The Mental Health Awareness Club Aims to Create a Safe Space for the La Salle Community


Lukas Werner

“It is really helpful to be able to understand what’s going on, and that you’re not alone,” senior Cameron Nguyen said.

Kendall Whiteside, Assistant Editor

Amid the coronavirus outbreak, staying healthy not only physically but also mentally has been challenging for many, especially teenagers. As seniors Luke Herder and Cameron Nguyen endure mental health struggles of their own, they’ve gone the extra mile to help others as well through the Mental Health Awareness Club.

Herder and Nguyen are both of the club moderators for the Mental Health Awareness Club. While the club was in place when each of them came to La Salle, they joined as seniors, with a passion for the topic and a desire to inform others.

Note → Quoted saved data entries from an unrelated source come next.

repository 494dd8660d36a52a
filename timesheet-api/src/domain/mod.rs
pub mod models;
pub mod ports;
pub mod services;

mod error;

pub use error::*;
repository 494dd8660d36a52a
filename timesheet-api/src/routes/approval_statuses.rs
use axum::{
    extract::{Query, State},
    routing::get,
    Json, Router,
};
use serde::Deserialize;
use tracing::instrument;

use super::{parse_range, ApiError};
use crate::{
    adapters::inbound::http::ApprovalStatusResponse,
    app_state::AppState,
    domain::models::{CustomerId, UserId},
};

pub fn router() -> Router<AppState> {
    Router::new().route("/approval-statuses", get(list_approval_statuses))
}

#[derive(Debug, Deserialize)]
#[serde(rename_all = "camelCase")]
pub struct ApprovalStatusQuery {
    user_id: i32,
    customer_id: String,
    from: String,
    to: String,
}

#[instrument(name = "list_approval_statuses", skip(app_state))]
pub async fn list_approval_statuses(
    State(app_state): State<AppState>,
    Query(query): Query<ApprovalStatusQuery>,
) -> Result<Json<Vec<ApprovalStatusResponse>>, ApiError> {
    let range = parse_range(&query.from, &query.to)?;

    let statuses = app_state
        .timesheet_service
        .get_approval_statuses(
            &UserId::new(query.user_id),
            &CustomerId::new(query.customer_id),
            range,
        )
        .await?;

    Ok(Json(statuses.into_iter().map(Into::into).collect()))
}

Nguyen said that this club holds additional significance during this time, as the coronavirus pandemic has caused many to practice social distancing and experience face-to-face interaction less often, if at all.

“[People] should really have a support group, and they should understand what’s going on [with themselves],” he said.

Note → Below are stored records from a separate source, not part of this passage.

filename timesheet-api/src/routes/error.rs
use axum::{
    http::StatusCode,
    response::{IntoResponse, Response},
    Json,
};
use serde::Serialize;
use std::fmt;

use crate::{adapters::inbound::http::ActivityStatusResponse, domain::TimesheetError};

#[derive(Debug, Clone, Copy, PartialEq, Eq, Serialize)]
#[serde(rename_all = "SCREAMING_SNAKE_CASE")]
pub enum ErrorCode {
    OverBudget,
}

#[derive(Serialize)]
#[serde(rename_all = "camelCase")]
struct ErrorBody {
    error: String,
    #[serde(skip_serializing_if = "Option::is_none")]
    code: Option<ErrorCode>,
    /// The status the activity would have had, for inline validation.
    #[serde(skip_serializing_if = "Option::is_none")]
    activity_status: Option<ActivityStatusResponse>,
}

pub struct ApiError {
    status: StatusCode,
    message: String,
    code: Option<ErrorCode>,
    activity_status: Option<ActivityStatusResponse>,
}

impl ApiError {
    pub fn new(status: StatusCode, message: impl Into<String>) -> Self {
        Self {
            status,
            message: message.into(),
            code: None,
            activity_status: None,
        }
    }

    pub fn with_code(mut self, code: ErrorCode) -> Self {
        self.code = Some(code);
        self
    }

    pub fn internal(message: impl Into<String>) -> Self {
        Self::new(StatusCode::INTERNAL_SERVER_ERROR, message)
    }

    pub fn bad_request(message: impl Into<String>) -> Self {
        Self::new(StatusCode::BAD_REQUEST, message)
    }

    pub fn not_found(message: impl Into<String>) -> Self {
        Self::new(StatusCode::NOT_FOUND, message)
    }

    pub fn unprocessable(message: impl Into<String>) -> Self {
        Self::new(StatusCode::UNPROCESSABLE_ENTITY, message)
    }
}

impl fmt::Display for ApiError {
    fn fmt(&self, f: &mut fmt::Formatter<'_>) -> fmt::Result {
        write!(f, "{}: {}", self.status, self.message)
    }
}

impl IntoResponse for ApiError {
    fn into_response(self) -> Response {
        let body = ErrorBody {
            error: self.message,
            code: self.code,
            activity_status: self.activity_status,
        };
        (self.status, Json(body)).into_response()
    }
}

impl From<TimesheetError> for ApiError {
    fn from(err: TimesheetError) -> Self {
        match err {
            TimesheetError::OverBudget(status) => {
                let mut api_error = Self::unprocessable("hours exceed the activity budget")
                    .with_code(ErrorCode::OverBudget);
                api_error.activity_status = Some((*status).into());
                api_error
            }
            TimesheetError::ActivityNotFound(_) => Self::not_found(err.to_string()),
            TimesheetError::InvalidDateRange | TimesheetError::InvalidHours { .. } => {
                Self::bad_request(err.to_string())
            }
            TimesheetError::Storage(ref message) => {
                tracing::error!("Storage error: {}", message);
                Self::internal(err.to_string())
            }
        }
    }
}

Although Herder and Nguyen did not want to go into extensive detail about what mental health related challenges they’re experiencing, they both understand that mental health is a complex issue that many people struggle with, especially due to the isolation created by the COVID-19 pandemic. 

Since neither students were the creators of the club, they reached out to the previous leader, alumni Annie Hoang, as they stepped into this new position. Herder connected with her and “discussed ideas and future plans for the club and any unfinished projects,” he said.

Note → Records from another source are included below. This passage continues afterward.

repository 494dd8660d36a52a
pub mod inbound;
pub mod outbound;
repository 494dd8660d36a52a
use thiserror::Error;
use time::Date;

use super::models::ActivityStatus;

/// Errors that can occur while saving or reading timesheets.
///
/// Adapters report their own failures through `Storage`, and the service
/// passes them through untouched.
#[derive(Debug, Error)]
pub enum TimesheetError {
    /// The batch would push the activity over its allotted hours. Carries
    /// the status the activity would have had.
    #[error(
        "activity {} would be over budget ({} of {:?} hours booked)",
        .0.activity_id,
        .0.booked_hours,
        .0.allotted_hours
    )]
    OverBudget(Box<ActivityStatus>),
    #[error("activity not found: {0}")]
    ActivityNotFound(String),
    #[error("invalid date range")]
    InvalidDateRange,
    /// Hours must be a finite value between zero and a full day.
    #[error("invalid hours on {date}: {hours}")]
    InvalidHours { date: Date, hours: f64 },
    #[error("storage error: {0}")]
    Storage(String),
}

impl TimesheetError {
    pub fn over_budget(status: ActivityStatus) -> Self {
        Self::OverBudget(Box::new(status))
    }

    pub fn storage(msg: impl Into<String>) -> Self {
        Self::Storage(msg.into())
    }
}
mod responses;

pub use responses::*;
//! A labelled hex map, shaded by distance from the middle hex.

use crate::kurbo::{Point, Size, Vec2};
use crate::{
    Color, CoordKind, Error, HexCoordStyle, HexGeometry, HexGrid, HexOrientation, HexPiece,
    Layout, Offset, OffsetParity, RenderContext, Style, TextStyle,
};

pub const SIZE: Size = Size::new(380., 360.);

pub fn draw<R: RenderContext>(rc: &mut R, _page: usize) -> Result<(), Error> {
    rc.clear(Color::WHITE);
    let geometry = HexGeometry::from_side(HexOrientation::Flat, 24.0)?;
    let grid = HexGrid::new(geometry, 9, 7)
        .origin(Point::new(20., 20.))
        .parity(OffsetParity::Even)
        .coords(HexCoordStyle {
            column: CoordKind::Letter,
            ..HexCoordStyle::default()
        });
    let middle = Offset::new(4, 3).to_axial(geometry.orientation(), grid.parity);

    let pieces = [
        HexPiece::new(geometry).style(Style::default().fill(Color::TAN)),
        HexPiece::new(geometry).style(Style::default().fill(Color::GREEN.with_alpha(0.5))),
        HexPiece::new(geometry).style(Style::default().fill(Color::RED)),
    ];
    let shapes = grid
        .cells()?
        .iter()
        .map(|cell| match cell.axial.distance(middle) {
            0 => 2,
            1 | 2 => 1,
            _ => 0,
        })
        .collect();
    let layout = Layout::from_hex_grid(&grid)?.shapes(shapes);
    layout.draw(rc, &pieces)?;

    let coords = TextStyle::new(7.0, Color::BLACK);
    layout.draw_labels(rc, &coords, Vec2::new(0., -0.3 * geometry.height()));
    Ok(())
}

Although Nguyen feels passionate about mental health, he was not active in the club until this year. “I am sad that I wasn’t able to join because I was unaware of it,” he said. “But I am really glad that I am in it now and that I get to promote it and hopefully get it really going.” 

Looking ahead, Herder and Nguyen have positive intentions for the club, with hopes of providing a welcoming space for others within the community.

Herder said that he wants to “destigmatize ideas surrounding mental health and disprove many harmful stereotypes that many believe.”

Nguyen reiterated this thought, as he hopes to create an “open and nice space for everyone to be able to express themselves, rant… and whatever they need to talk about to get to a happy and comfortable mindset,” he said.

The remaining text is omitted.